[Opening DATA TO USE section]
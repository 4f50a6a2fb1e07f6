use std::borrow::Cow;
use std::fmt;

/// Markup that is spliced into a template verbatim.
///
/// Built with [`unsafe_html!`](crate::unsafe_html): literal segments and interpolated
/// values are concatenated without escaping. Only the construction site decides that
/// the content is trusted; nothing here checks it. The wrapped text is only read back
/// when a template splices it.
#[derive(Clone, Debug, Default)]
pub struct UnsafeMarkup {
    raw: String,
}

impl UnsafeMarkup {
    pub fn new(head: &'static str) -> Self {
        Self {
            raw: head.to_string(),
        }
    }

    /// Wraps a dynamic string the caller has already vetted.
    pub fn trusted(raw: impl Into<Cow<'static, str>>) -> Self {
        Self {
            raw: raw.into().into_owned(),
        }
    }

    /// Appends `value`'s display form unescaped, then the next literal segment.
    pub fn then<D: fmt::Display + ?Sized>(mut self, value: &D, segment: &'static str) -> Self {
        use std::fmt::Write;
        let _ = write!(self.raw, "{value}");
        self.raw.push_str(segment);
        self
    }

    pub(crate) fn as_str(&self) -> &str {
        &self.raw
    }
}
[Closing DATA TO USE section]
WHAT YOU HAVE TO DO:
Every word of the data above should be given again, exactly as it stands.

SOLUTION TO THIS PROBLEM:
repository 4f50a6a2fb1e07f6
use std::borrow::Cow;
use std::fmt;

/// Markup that is spliced into a template verbatim.
///
/// Built with [`unsafe_html!`](crate::unsafe_html): literal segments and interpolated
/// values are concatenated without escaping. Only the construction site decides that
/// the content is trusted; nothing here checks it. The wrapped text is only read back
/// when a template splices it.
#[derive(Clone, Debug, Default)]
pub struct UnsafeMarkup {
    raw: String,
}

impl UnsafeMarkup {
    pub fn new(head: &'static str) -> Self {
        Self {
            raw: head.to_string(),
        }
    }

    /// Wraps a dynamic string the caller has already vetted.
    pub fn trusted(raw: impl Into<Cow<'static, str>>) -> Self {
        Self {
            raw: raw.into().into_owned(),
        }
    }

    /// Appends `value`'s display form unescaped, then the next literal segment.
    pub fn then<D: fmt::Display + ?Sized>(mut self, value: &D, segment: &'static str) -> Self {
        use std::fmt::Write;
        let _ = write!(self.raw, "{value}");
        self.raw.push_str(segment);
        self
    }

    pub(crate) fn as_str(&self) -> &str {
        &self.raw
    }
}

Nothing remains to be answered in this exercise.